Contemporary Yugoslavia dates only from the 1990s. It is all that remains of a much larger Yugoslavia created after the First World War as the Kingdom of Serbs, Croats, and Slovenes (under Serbian King Peter), although it also included Bosnia, Hercegovina, Montenegro, and parts of Macedonia. The new country was renamed Yugoslavia (Land of the Southern Slavs) in 1929. There was a limited form of parliamentary democracy during the 1920s. But this was short-lived, and the country became a virtual dictatorship under King Alexander in 1929. (For a claim that democracy in Serbia was well developed prior to the First World War, but usually overlooked in histories of the period, see Suster, 1998.)
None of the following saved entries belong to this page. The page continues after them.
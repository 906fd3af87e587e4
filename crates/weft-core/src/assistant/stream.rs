use std::pin::Pin;
use std::sync::{Arc, Mutex, PoisonError};
use std::task::{Context, Poll};

use futures::Stream;
use weft_llm::ChatStream;
use weft_memory::{BoxFuture, ConversationHistory, ConversationStore, ConversationTurn, StoreError};

/// One item of a streamed reply.
#[derive(Debug, Clone, PartialEq, Eq)]
pub enum Fragment {
    Text(String),
    /// Terminal: generation (or saving the exchange) failed. No items follow.
    Error(String),
}

/// Commits a finished exchange to the in-memory history and, if configured, the store.
#[derive(Clone)]
pub(crate) struct ExchangeRecorder {
    pub(crate) assistant: String,
    pub(crate) history: Arc<Mutex<ConversationHistory>>,
    pub(crate) store: Option<Arc<dyn ConversationStore>>,
    pub(crate) user: ConversationTurn,
}

impl ExchangeRecorder {
    /// Persist the exchange, if a store is configured. Nothing is committed in memory.
    pub(crate) fn save(&self, reply: &ConversationTurn) -> Option<BoxFuture<'static, Result<(), StoreError>>> {
        let store = self.store.clone()?;
        let assistant = self.assistant.clone();
        let turns = [self.user.clone(), reply.clone()];
        Some(Box::pin(async move { store.append_turns(&assistant, &turns).await }))
    }

    pub(crate) fn commit(self, reply: ConversationTurn) {
        self.history
            .lock()
            .unwrap_or_else(PoisonError::into_inner)
            .commit_exchange(self.user, reply);
    }
}

enum State {
    Streaming,
    Saving {
        save: BoxFuture<'static, Result<(), StoreError>>,
        reply: ConversationTurn,
        error: Option<String>,
    },
    Done,
}

/// Streamed assistant reply.
///
/// The exchange is recorded once the model stream ends or fails. Dropping the stream before
/// that records nothing and drops the model stream, closing its connection.
pub struct ReplyStream {
    inner: Option<ChatStream>,
    recorder: Option<ExchangeRecorder>,
    buffer: String,
    state: State,
    pending_error: Option<String>,
}

impl std::fmt::Debug for ReplyStream {
    fn fmt(&self, f: &mut std::fmt::Formatter<'_>) -> std::fmt::Result {
        f.debug_struct("ReplyStream")
            .field("received", &self.buffer.len())
            .field("finished", &self.is_finished())
            .finish_non_exhaustive()
    }
}

impl ReplyStream {
    pub(crate) fn new(inner: ChatStream, recorder: ExchangeRecorder) -> Self {
        Self {
            inner: Some(inner),
            recorder: Some(recorder),
            buffer: String::new(),
            state: State::Streaming,
            pending_error: None,
        }
    }

    /// Whether the exchange has been recorded and the stream is exhausted.
    #[must_use]
    pub fn is_finished(&self) -> bool {
        matches!(self.state, State::Done) && self.pending_error.is_none()
    }

    /// Text received so far.
    #[must_use]
    pub fn text(&self) -> &str {
        &self.buffer
    }

    fn finish(&mut self, reply: ConversationTurn, error: Option<String>) {
        self.inner = None;
        let Some(recorder) = self.recorder.take() else {
            self.state = State::Done;
            self.pending_error = error;
            return;
        };
        match recorder.save(&reply) {
            Some(save) => {
                self.recorder = Some(recorder);
                self.state = State::Saving { save, reply, error };
            }
            None => {
                recorder.commit(reply);
                self.state = State::Done;
                self.pending_error = error;
            }
        }
    }
}

impl Stream for ReplyStream {
    type Item = Fragment;

    fn poll_next(self: Pin<&mut Self>, cx: &mut Context<'_>) -> Poll<Option<Fragment>> {
        let this = self.get_mut();
        loop {
            match &mut this.state {
                State::Streaming => {
                    let Some(inner) = this.inner.as_mut() else {
                        this.state = State::Done;
                        continue;
                    };
                    match inner.as_mut().poll_next(cx) {
                        Poll::Ready(Some(Ok(text))) => {
                            this.buffer.push_str(&text);
                            return Poll::Ready(Some(Fragment::Text(text)));
                        }
                        Poll::Ready(Some(Err(e))) => {
                            let message = e.to_string();
                            tracing::error!("model stream failed: {message}");
                            let reply = ConversationTurn::assistant(format!(
                                "{}[error: {message}]",
                                this.buffer
                            ))
                            .failed();
                            this.finish(reply, Some(message));
                        }
                        Poll::Ready(None) => {
                            let reply = ConversationTurn::assistant(this.buffer.clone());
                            this.finish(reply, None);
                        }
                        Poll::Pending => return Poll::Pending,
                    }
                }
                State::Saving { save, .. } => {
                    let saved = match save.as_mut().poll(cx) {
                        Poll::Ready(saved) => saved,
                        Poll::Pending => return Poll::Pending,
                    };
                    let State::Saving { reply, error, .. } =
                        std::mem::replace(&mut this.state, State::Done)
                    else {
                        continue;
                    };
                    match saved {
                        Ok(()) => {
                            if let Some(recorder) = this.recorder.take() {
                                recorder.commit(reply);
                            }
                            this.pending_error = error;
                        }
                        Err(e) => {
                            tracing::error!("failed to save conversation: {e}");
                            this.recorder = None;
                            this.pending_error =
                                Some(error.unwrap_or_else(|| format!("conversation not saved: {e}")));
                        }
                    }
                }
                State::Done => {
                    return Poll::Ready(this.pending_error.take().map(Fragment::Error));
                }
            }
        }
    }
}

#[cfg(test)]
mod tests {
    use futures::StreamExt;
    use weft_llm::LlmError;
    use weft_memory::{InMemoryStore, TurnStatus};

    use super::*;

    fn recorder(store: Option<Arc<dyn ConversationStore>>) -> ExchangeRecorder {
        ExchangeRecorder {
            assistant: "helper".into(),
            history: Arc::new(Mutex::new(ConversationHistory::new())),
            store,
            user: ConversationTurn::user("hi"),
        }
    }

    fn chat_stream(items: Vec<Result<String, LlmError>>) -> ChatStream {
        Box::pin(futures::stream::iter(items))
    }

    #[tokio::test]
    async fn fragments_are_recorded_as_one_turn() {
        let rec = recorder(None);
        let history = rec.history.clone();
        let stream = ReplyStream::new(
            chat_stream(vec![Ok("Hel".into()), Ok("lo".into())]),
            rec,
        );
        let fragments: Vec<Fragment> = stream.collect().await;
        assert_eq!(
            fragments,
            vec![Fragment::Text("Hel".into()), Fragment::Text("lo".into())]
        );
        let history = history.lock().unwrap();
        assert_eq!(history.len(), 2);
        assert_eq!(history.turns()[1].content, "Hello");
        assert_eq!(history.turns()[1].status, TurnStatus::Complete);
    }

    #[tokio::test]
    async fn failure_ends_with_error_fragment_and_partial_turn() {
        let rec = recorder(None);
        let history = rec.history.clone();
        let mut stream = ReplyStream::new(
            chat_stream(vec![Ok("Par".into()), Err(LlmError::Other("boom".into()))]),
            rec,
        );
        assert_eq!(stream.next().await, Some(Fragment::Text("Par".into())));
        assert_eq!(stream.next().await, Some(Fragment::Error("boom".into())));
        assert_eq!(stream.next().await, None);
        assert!(stream.is_finished());

        let history = history.lock().unwrap();
        assert_eq!(history.turns()[1].content, "Par[error: boom]");
        assert_eq!(history.turns()[1].status, TurnStatus::Error);
    }

    #[tokio::test]
    async fn dropping_early_records_nothing() {
        let rec = recorder(None);
        let history = rec.history.clone();
        let mut stream = ReplyStream::new(
            chat_stream(vec![Ok("a".into()), Ok("b".into())]),
            rec,
        );
        assert_eq!(stream.next().await, Some(Fragment::Text("a".into())));
        drop(stream);
        assert!(history.lock().unwrap().is_empty());
    }

    #[tokio::test]
    async fn finished_exchange_is_persisted_before_the_stream_ends() {
        let store = Arc::new(InMemoryStore::new());
        let rec = recorder(Some(store.clone()));
        let stream = ReplyStream::new(chat_stream(vec![Ok("ok".into())]), rec);
        let _: Vec<Fragment> = stream.collect().await;

        let turns = store.load_turns("helper").await.unwrap();
        assert_eq!(turns.len(), 2);
        assert_eq!(turns[0].content, "hi");
        assert_eq!(turns[1].content, "ok");
    }
}
use eventsource_stream::Eventsource;
use serde::Deserialize;
use tokio_stream::StreamExt;

use crate::error::LlmError;
use crate::provider::ChatStream;

/// Convert an OpenAI-style streaming response into a `ChatStream`.
///
/// The stream ends at `[DONE]` or when the connection closes; dropping it closes the
/// underlying connection.
pub(crate) fn openai_sse_to_stream(response: reqwest::Response) -> ChatStream {
    let event_stream = response.bytes_stream().eventsource();
    let mapped = event_stream
        .take_while(|event| !matches!(event, Ok(e) if e.data == "[DONE]"))
        .filter_map(|event| match event {
            Ok(event) => parse_openai_sse_event(&event.data),
            Err(e) => Some(Err(LlmError::SseParse(e.to_string()))),
        });
    Box::pin(mapped)
}

fn parse_openai_sse_event(data: &str) -> Option<Result<String, LlmError>> {
    if data == "[DONE]" || data.trim().is_empty() {
        return None;
    }

    match serde_json::from_str::<StreamChunk>(data) {
        Ok(chunk) => {
            if let Some(err) = chunk.error {
                return Some(Err(LlmError::SseParse(format!(
                    "stream error: {}",
                    err.message
                ))));
            }
            let content = chunk
                .choices
                .first()
                .and_then(|c| c.delta.content.as_deref())
                .unwrap_or_default();

            if content.is_empty() {
                None
            } else {
                Some(Ok(content.to_owned()))
            }
        }
        Err(e) => Some(Err(LlmError::SseParse(format!(
            "failed to parse SSE data: {e}"
        )))),
    }
}

#[derive(Deserialize)]
struct StreamChunk {
    #[serde(default)]
    choices: Vec<StreamChoice>,
    #[serde(default)]
    error: Option<StreamError>,
}

#[derive(Deserialize)]
struct StreamChoice {
    delta: StreamDelta,
}

#[derive(Deserialize)]
struct StreamDelta {
    #[serde(default)]
    content: Option<String>,
}

#[derive(Deserialize)]
struct StreamError {
    message: String,
}
//! Builds the message sequence sent to the model.

use weft_llm::Message;
use weft_memory::ConversationTurn;

pub const CONTEXT_PREAMBLE: &str = "Use the following retrieved context to answer the user's question. \
                                    If the context is not relevant, answer from general knowledge.";

/// Compose the prompt: system instruction, prior turns, retrieved context, then the user turn.
///
/// Empty `system_message` and empty `context` are left out.
#[must_use]
pub fn compose(
    system_message: Option<&str>,
    history: &[ConversationTurn],
    context: &str,
    user_message: &str,
) -> Vec<Message> {
    let mut messages = Vec::with_capacity(history.len() + 3);
    if let Some(system) = system_message.filter(|s| !s.trim().is_empty()) {
        messages.push(Message::system(system));
    }
    messages.extend(history.iter().map(ConversationTurn::to_message));
    if !context.trim().is_empty() {
        messages.push(Message::system(format!("{CONTEXT_PREAMBLE}\n\n{context}")));
    }
    messages.push(Message::user(user_message));
    messages
}

#[cfg(test)]
mod tests {
    use weft_llm::Role;

    use super::*;

    #[test]
    fn bare_message_without_system_or_context() {
        let messages = compose(None, &[], "", "2+2?");
        assert_eq!(messages, vec![Message::user("2+2?")]);
    }

    #[test]
    fn context_sits_right_before_the_user_turn() {
        let history = [
            ConversationTurn::user("hi"),
            ConversationTurn::assistant("hello"),
        ];
        let messages = compose(
            Some("Be brief."),
            &history,
            "=== From Company (weight: 1.0) ===\nFounded in 1999.",
            "When were we founded?",
        );
        let roles: Vec<Role> = messages.iter().map(|m| m.role).collect();
        assert_eq!(
            roles,
            vec![
                Role::System,
                Role::User,
                Role::Assistant,
                Role::System,
                Role::User
            ]
        );
        assert!(messages[3].content.starts_with(CONTEXT_PREAMBLE));
        assert!(messages[3].content.ends_with("Founded in 1999."));
        assert_eq!(messages[4].content, "When were we founded?");
    }

    #[test]
    fn blank_system_message_is_skipped() {
        let messages = compose(Some("  "), &[], "", "q");
        assert_eq!(messages.len(), 1);
    }
}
There had been ethnic tensions within Yugoslavia from its earliest days, particularly between the two largest groups, Croats and Serbs. These reached a peak during the Second World War, when the fascist Ustaše declared a separate Croatia (which included parts of Bosnia and Hercegovina). The Serbian position was more complex. The new anti-fascist Yugoslav government fled into exile in London in 1941, while Serbia itself was controlled partly by the Serbian nationalist Chetniks. In 1943, the Western allies discovered that many (though not all) Chetniks were collaborating with the Nazis. Given the existence of a fascist state in Croatia, and the fact that the London government-in-exile had little real power within Yugoslavia, the West increased support for Josip Broz Tito's communists.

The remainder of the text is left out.